Think your company's meetings suck? Well, it may be cold comfort, but you're in good company. Apparently the Bush White House's meetings stunk, too. This is an excerpt from Donald Rumsfeld's memoir -- an extended gripe session about Condeleeza Rice's NSC meetings.
I had other issues with [Condeleeza] Rice's management of the NSC process. Often meetings were not well organized. Frequent last-minute changes to the times of meetings and to the subject matter made it difficult for the participants to prepare, and even more difficult, with departments of their own to manage, to rearrange their full schedules. The NSC staff often was late in sending participants papers for meetings that set out the issues to be discussed.
At the conclusion of NSC meetings when decisions were taken, members of the NSC staff were theoretically supposed to write a summary of conclusions. When I saw them, they were often sketchy and didn't always fit with my recollections. Ever since the Iran-Contra scandal of the Reagan administration, NSC staffs have been sensitive to written notes and records that could implicate a president or his advisers. Rice and her colleagues seemed concerned about avoiding detailed records that others might exploit. This came at the expense of enabling the relevant executive agencies to know precisely what had been discussed and decided at the NSC meetings. Attendees from time to time left meetings with differing views of what was decided and what the next steps should be, which freed CIA, State, or Defense officials to go back and do what they thought best.

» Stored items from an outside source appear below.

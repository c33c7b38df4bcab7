use thiserror::Error;

use crate::block::BlockId;

/// Errors reported by edits on a [`crate::BuilderState`].
///
/// None of these are fatal: the session state is left exactly as it was
/// before the failing action.
#[derive(Error, Debug, Clone, PartialEq, Eq)]
pub enum BuilderError {
    /// The action referenced a block that is not in the live list.
    #[error("block not found: {0}")]
    NotFound(BlockId),

    /// A positional move pointed past the end of the list.
    #[error("index {index} out of bounds for list of length {len}")]
    IndexOutOfBounds { index: usize, len: usize },

    /// A bulk replace carried the same id twice.
    #[error("duplicate block id: {0}")]
    DuplicateId(BlockId),
}

#[derive(Error, Debug, Clone, PartialEq, Eq)]
#[error("unknown block kind: {0}")]
pub struct UnknownBlockKind(pub String);

#[derive(Error, Debug, Clone, PartialEq, Eq)]
#[error("unknown template: {0}")]
pub struct UnknownTemplate(pub String);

In one August 2002 memo to Rice, I raised this lack of resolution. "It sometimes happens that a matter mentioned at a meeting is said to have been 'decided' because it elicited no objection," I wrote. "That is not a good practice. Nothing should be deemed decided unless we expressly agree to decide it." Rice started putting a note at the bottom of draft decision memos: "If no objections are raised by a specific deadline, the memo will be considered approved by the principals." That, too, was impractical. [Secretary of State Colin] Powell and I were frequently traveling. I did not want to have others assume I agreed with something simply because I missed an arbitrary deadline.